O terceiro ano de visita da Nossa Senhora de Czestochowa no México acaba de passar. A Imagem está visitando diferentes paróquias e comunidades. O México é um país muito grande, e onde queira que a Imagem passe, se renova o ato de consagração e proteção da civilização da vida e do amor nas mãos da Santíssima Virgem Maria. As intenções de todas as famílias se presenteiam em cada rosário e em adoração ao Santíssimo Sacramento, através da intercessão de Nossa Senhora de  Czestochowa.

Esta é a iniciativa dentro das paróquias da Vida Flórida, movimento das famílias mexicanas.

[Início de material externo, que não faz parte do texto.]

//! Render collaborator contract
//!
//! The core tells the scene what exists and where; it never queries the
//! scene back for logic decisions - collision uses the core's own
//! bounding-volume math, not renderer hit-testing. Operations are queued
//! during a tick and applied to a [`SceneSink`] afterwards, so the
//! renderer sees one consistent batch per frame.

use glam::DVec3;

/// Stable identifier for an object the core placed in the scene
#[derive(Debug, Clone, Copy, PartialEq, Eq, Hash)]
pub struct ObjectId(pub u32);

/// What kind of object an id refers to, so the sink can pick a mesh
#[derive(Debug, Clone, Copy, PartialEq, Eq)]
pub enum ObjectKind {
    Platform,
    Bird,
    Marker,
}

/// One scene mutation
#[derive(Debug, Clone, Copy, PartialEq)]
pub enum SceneOp {
    Add {
        id: ObjectId,
        kind: ObjectKind,
        position: DVec3,
        /// Per-axis scale; platforms stretch a unit box to their extent
        scale: DVec3,
    },
    Remove {
        id: ObjectId,
    },
}

/// Receiver for scene mutations
pub trait SceneSink {
    fn add_object(&mut self, id: ObjectId, kind: ObjectKind, position: DVec3, scale: DVec3);
    fn remove_object(&mut self, id: ObjectId);

    /// Apply a batch of queued operations in order
    fn apply(&mut self, ops: &[SceneOp]) {
        for op in ops {
            match *op {
                SceneOp::Add {
                    id,
                    kind,
                    position,
                    scale,
                } => self.add_object(id, kind, position, scale),
                SceneOp::Remove { id } => self.remove_object(id),
            }
        }
    }
}

/// Sink that records every operation; used by tests and the headless demo
#[derive(Debug, Default)]
pub struct RecordingSink {
    pub ops: Vec<SceneOp>,
}

impl SceneSink for RecordingSink {
    fn add_object(&mut self, id: ObjectId, kind: ObjectKind, position: DVec3, scale: DVec3) {
        self.ops.push(SceneOp::Add {
            id,
            kind,
            position,
            scale,
        });
    }

    fn remove_object(&mut self, id: ObjectId) {
        self.ops.push(SceneOp::Remove { id });
    }
}
use async_trait::async_trait;
use serde::Serialize;

/// Outbound plain-text message.
#[derive(Debug, Clone, PartialEq, Eq, Serialize)]
pub struct MailMessage {
    pub from: String,
    pub to: String,
    pub subject: String,
    pub body: String,
}

/// Mail transport - abstraction over SMTP and in-memory delivery.
#[async_trait]
pub trait Mailer: Send + Sync {
    /// Deliver a message to its recipient.
    async fn send(&self, message: &MailMessage) -> Result<(), MailError>;
}

/// Mail delivery errors.
#[derive(Debug, thiserror::Error)]
pub enum MailError {
    #[error("Invalid address: {0}")]
    InvalidAddress(String),

    #[error("Failed to build message: {0}")]
    Build(String),

    #[error("Transport failed: {0}")]
    Transport(String),
}
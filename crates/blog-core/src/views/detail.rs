use std::collections::HashSet;

use chrono::NaiveDate;
use serde::{Deserialize, Serialize};

use crate::domain::{Comment, Post};
use crate::error::DomainError;
use crate::forms::{self, CommentForm, FormState};
use crate::ports::{BaseRepository, CommentRepository, PostRepository};

/// How many similar posts the detail page shows.
pub const SIMILAR_POSTS_LIMIT: u64 = 4;

/// Path parameters identifying a post: publish date and slug.
#[derive(Debug, Clone, PartialEq, Eq, Deserialize)]
pub struct PostKey {
    pub year: i32,
    pub month: u32,
    pub day: u32,
    pub slug: String,
}

impl PostKey {
    pub fn date(&self) -> Option<NaiveDate> {
        NaiveDate::from_ymd_opt(self.year, self.month, self.day)
    }
}

#[derive(Debug, Clone, Serialize)]
pub struct PostDetailContext {
    pub post: Post,
    pub comments: Vec<Comment>,
    pub similar_posts: Vec<Post>,
    pub form: FormState<CommentForm>,
}

/// Result of submitting a comment.
#[derive(Debug, Clone)]
pub enum CommentOutcome {
    /// Comment stored; redirect to the post.
    Created {
        comment: Comment,
        redirect_to: String,
    },
    /// Nothing stored; re-render the detail page with errors.
    Invalid(Box<PostDetailContext>),
}

/// Look up the published post identified by `key`.
///
/// Shared by the read and comment paths. An impossible date is NotFound,
/// and so is a key matching more than one post.
pub async fn resolve_post(posts: &dyn PostRepository, key: &PostKey) -> Result<Post, DomainError> {
    let not_found = || DomainError::not_found("post", &key.slug);
    let date = key.date().ok_or_else(not_found)?;

    let mut matches = posts.find_published_by_date(date, &key.slug).await?;
    if matches.len() > 1 {
        return Err(not_found());
    }
    matches.pop().ok_or_else(not_found)
}

/// Detail page: the post, its active comments, similar posts and an empty form.
pub async fn post_detail(
    posts: &dyn PostRepository,
    comments: &dyn CommentRepository,
    key: &PostKey,
) -> Result<PostDetailContext, DomainError> {
    let post = resolve_post(posts, key).await?;
    detail_context(posts, comments, post, FormState::unbound()).await
}

/// Validate and store a comment on the post identified by `key`.
pub async fn post_comment(
    posts: &dyn PostRepository,
    comments: &dyn CommentRepository,
    key: &PostKey,
    form: CommentForm,
) -> Result<CommentOutcome, DomainError> {
    let post = resolve_post(posts, key).await?;

    match forms::bind(form) {
        Ok(data) => {
            let comment = Comment::new(
                post.id,
                data.name.unwrap_or_default(),
                data.email.unwrap_or_default(),
                data.body.unwrap_or_default(),
            );
            let comment = comments.save(comment).await?;
            Ok(CommentOutcome::Created {
                comment,
                redirect_to: post.absolute_path(),
            })
        }
        Err(state) => {
            let context = detail_context(posts, comments, post, state).await?;
            Ok(CommentOutcome::Invalid(Box::new(context)))
        }
    }
}

async fn detail_context(
    posts: &dyn PostRepository,
    comments: &dyn CommentRepository,
    post: Post,
    form: FormState<CommentForm>,
) -> Result<PostDetailContext, DomainError> {
    let active = comments.find_active_by_post(post.id).await?;
    let similar_posts = posts.find_similar(&post, SIMILAR_POSTS_LIMIT).await?;

    Ok(PostDetailContext {
        post,
        comments: active,
        similar_posts,
        form,
    })
}

/// Rank `candidates` by tags shared with `post`, most shared first, newer
/// first on ties. Excludes `post` itself and posts sharing no tag.
///
/// For stores that rank in process rather than in a query.
pub fn rank_similar(post: &Post, candidates: Vec<Post>, limit: u64) -> Vec<Post> {
    let mut seen = HashSet::new();
    let mut scored: Vec<(usize, Post)> = candidates
        .into_iter()
        .filter(|c| c.id != post.id && seen.insert(c.id))
        .map(|c| (post.shared_tag_count(&c), c))
        .filter(|(shared, _)| *shared > 0)
        .collect();

    scored.sort_by(|(a_shared, a), (b_shared, b)| {
        b_shared
            .cmp(a_shared)
            .then_with(|| b.publish.cmp(&a.publish))
    });

    scored
        .into_iter()
        .take(usize::try_from(limit).unwrap_or(usize::MAX))
        .map(|(_, p)| p)
        .collect()
}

A imagem de Czestochowa no México é presenteado como a mãe de São João Paulo II. O período tão largo de visita se deve principalmente aos fatores culturais, onde aparentemente o tempo flui mais lentamente que na Europa. Mas observando o que está se sucedendo, chegamos à conclusão que Nossa Senhora de Czestochowa quer ainda permanecer no México pois és de suma importância. O Status do Matrimônio no México é uma grande batalha que persiste por 10 anos. Há de se destacar que a Legislação Mexicana trata o Matrimônio como “uma união civil livre”. O mero cotidiano de viver junto e ter filhos é suficiente para reconhecer a relação como um matrimônio. O mesmo acontece nos países da América do Sul. Muitas pessoas, especialmente os poucos recursos, não tem um casamento formal, por que a lei reconhece sua relação como matrimônio. O México é um país católico, mas um casamento na igreja é uma espécie de luxo, que muitos simplesmente não podem se permitir, e a sensação geral é que é um assunto privado. Isto gera uma grande quantidade de problemas pastorais.

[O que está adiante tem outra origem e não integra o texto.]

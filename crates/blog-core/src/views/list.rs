use serde::{Deserialize, Serialize};

use crate::domain::{Post, Tag};
use crate::error::DomainError;
use crate::pagination::{self, POSTS_PER_PAGE, Page};
use crate::ports::{PostRepository, TagRepository};

/// Listing request: optional tag filter and raw `page` parameter.
#[derive(Debug, Clone, Default, Deserialize)]
pub struct PostListRequest {
    pub tag_slug: Option<String>,
    pub page: Option<String>,
}

#[derive(Debug, Clone, Serialize)]
pub struct PostListContext {
    pub tag: Option<Tag>,
    pub page: Page<Post>,
}

/// Published posts, newest first, optionally filtered by tag.
///
/// An unknown tag slug or a page outside the listing is NotFound.
pub async fn post_list(
    posts: &dyn PostRepository,
    tags: &dyn TagRepository,
    request: PostListRequest,
) -> Result<PostListContext, DomainError> {
    let tag = match request.tag_slug.as_deref() {
        Some(slug) => Some(
            tags.find_by_slug(slug)
                .await?
                .ok_or_else(|| DomainError::not_found("tag", slug))?,
        ),
        None => None,
    };
    let tag_id = tag.as_ref().map(|t| t.id);

    let total = posts.count_published(tag_id).await?;
    let number = pagination::resolve_page(request.page.as_deref(), total, POSTS_PER_PAGE)?;
    let items = posts
        .list_published(
            tag_id,
            pagination::offset(number, POSTS_PER_PAGE),
            POSTS_PER_PAGE,
        )
        .await?;

    Ok(PostListContext {
        tag,
        page: Page::new(
            items,
            number,
            pagination::num_pages(total, POSTS_PER_PAGE),
            total,
        ),
    })
}
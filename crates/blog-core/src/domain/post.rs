use chrono::{DateTime, Datelike, NaiveDate, Utc};
use serde::{Deserialize, Serialize};

use super::{Author, Tag};

/// Publication state of a post.
#[derive(Debug, Clone, Copy, PartialEq, Eq, Serialize, Deserialize)]
#[serde(rename_all = "lowercase")]
pub enum PostStatus {
    Draft,
    Published,
}

/// Post entity - a blog article, loaded together with its author and tags.
#[derive(Debug, Clone, PartialEq, Serialize, Deserialize)]
pub struct Post {
    pub id: i64,
    pub title: String,
    pub slug: String,
    pub author: Author,
    pub body: String,
    pub publish: DateTime<Utc>,
    pub created_at: DateTime<Utc>,
    pub updated_at: DateTime<Utc>,
    pub status: PostStatus,
    pub tags: Vec<Tag>,
}

impl Post {
    /// Calendar date the post is published under, used in its URL.
    pub fn publish_date(&self) -> NaiveDate {
        self.publish.date_naive()
    }

    /// Path of the detail page, e.g. `/2024/3/7/hello-world/`.
    pub fn absolute_path(&self) -> String {
        let date = self.publish_date();
        format!(
            "/{}/{}/{}/{}/",
            date.year(),
            date.month(),
            date.day(),
            self.slug
        )
    }

    /// A post is publicly visible once published and its publish time has passed.
    pub fn is_public(&self, now: DateTime<Utc>) -> bool {
        self.status == PostStatus::Published && self.publish <= now
    }

    pub fn has_tag(&self, tag_id: i64) -> bool {
        self.tags.iter().any(|t| t.id == tag_id)
    }

    /// Number of tags this post shares with `other`.
    pub fn shared_tag_count(&self, other: &Post) -> usize {
        self.tags.iter().filter(|t| other.has_tag(t.id)).count()
    }
}

#[cfg(test)]
mod tests {
    use super::*;
    use chrono::{Duration, TimeZone};

    fn post(status: PostStatus, publish: DateTime<Utc>) -> Post {
        Post {
            id: 1,
            title: "Hello".into(),
            slug: "hello-world".into(),
            author: Author {
                id: 1,
                username: "admin".into(),
            },
            body: "Body".into(),
            publish,
            created_at: publish,
            updated_at: publish,
            status,
            tags: vec![Tag::new(1, "rust", "rust"), Tag::new(2, "web", "web")],
        }
    }

    #[test]
    fn test_absolute_path_has_no_zero_padding() {
        let publish = Utc.with_ymd_and_hms(2024, 3, 7, 10, 0, 0).unwrap();
        let post = post(PostStatus::Published, publish);
        assert_eq!(post.absolute_path(), "/2024/3/7/hello-world/");
    }

    #[test]
    fn test_is_public() {
        let now = Utc::now();
        assert!(post(PostStatus::Published, now - Duration::hours(1)).is_public(now));
        assert!(!post(PostStatus::Published, now + Duration::hours(1)).is_public(now));
        assert!(!post(PostStatus::Draft, now - Duration::hours(1)).is_public(now));
    }

    #[test]
    fn test_shared_tag_count() {
        let now = Utc::now();
        let a = post(PostStatus::Published, now);
        let mut b = post(PostStatus::Published, now);
        b.tags = vec![Tag::new(2, "web", "web"), Tag::new(3, "db", "db")];
        assert_eq!(a.shared_tag_count(&b), 1);
    }
}
use serde::{Deserialize, Serialize};

/// Tag entity - a labelled category attachable to many posts.
#[derive(Debug, Clone, PartialEq, Eq, Serialize, Deserialize)]
pub struct Tag {
    pub id: i64,
    pub name: String,
    pub slug: String,
}

impl Tag {
    pub fn new(id: i64, name: impl Into<String>, slug: impl Into<String>) -> Self {
        Self {
            id,
            name: name.into(),
            slug: slug.into(),
        }
    }
}
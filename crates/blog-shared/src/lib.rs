//! # Blog Shared
//!
//! Wire types shared between the HTTP server and its clients.

pub mod dto;
pub mod response;

pub use response::ErrorResponse;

Sem obstáculos, há um consenso que esta relação é uma união entre homem e mulher. Imitando o comunismo, as autoridades mexicanas são altamente suscetíveis a promoção da ideologia do gênero. A Cidade do México foi a primeira que introduziu a legalização das uniões civis. Logo mudou a definição do Casamento no Código Civil da “união livre entre homem e mulher” a “uma união livre entre pessoas”. As uniões do mesmo sexo concedem direitos anteriormente disfrutados apenas por casais casados, incluindo a possibilidade de adotar filhos. A Suprema Corte de Justiça emitiu uma decisão reconhecendo a constitucionalidade dos chamados matrimônios homossexuais e sua legalidade no país. Diferentes estados começaram a promulgar leis similares, mas a maioria rejeita tal interpretação da lei. Por esta razão, o registro contínuo das uniões do mesmo sexo encontra grande resistência e dificuldades formais.

Em maio deste ano, os mexicanos tomaram as ruas em defesa da família tradicional, já que o presidente do México apresentou um projeto de lei ao parlamento para que haja a introdução na Constituição a legalização das uniões das pessoas no mesmo sexo. A chamada Marcha Branca na Capital chegou a aproximadamente meio milhão de pessoas. Foi o protesto mais numeroso dos últimos anos. Os mexicanos foram firmemente contra a esta mudança da constituição que equipara as relações do mesmo sexo com as da família tradicional, a introdução desta ideologia nas escolas e a violação dos direitos dos padres. Salienta-se que no México opor-se às autoridades não é nada seguro. Muitas pessoas morrem sem deixar rastro.

Neste caso, as autoridades não fizeram nada pois a multidão era demasiadamente grande. E na real atualidade o Comitê dos Assuntos Legislativos do Parlamento do México rejeitou energicamente um projeto de lei proposto pelo presidente, que questionava claramente o matrimonio como uma união entre homem e mulher. Isto é um grande êxito, que por agora detém esta polêmica mudança na Constituição.

A luta e a oração, todavia, devem ser mantidas. A Imagem de Czestochowa segue viajando pelos México.

As conversas e as negociações continuam para que no próximo ano a Mãe de Deus comece sua terceira etapa da Peregrinação através dos países da América Central e do Sul.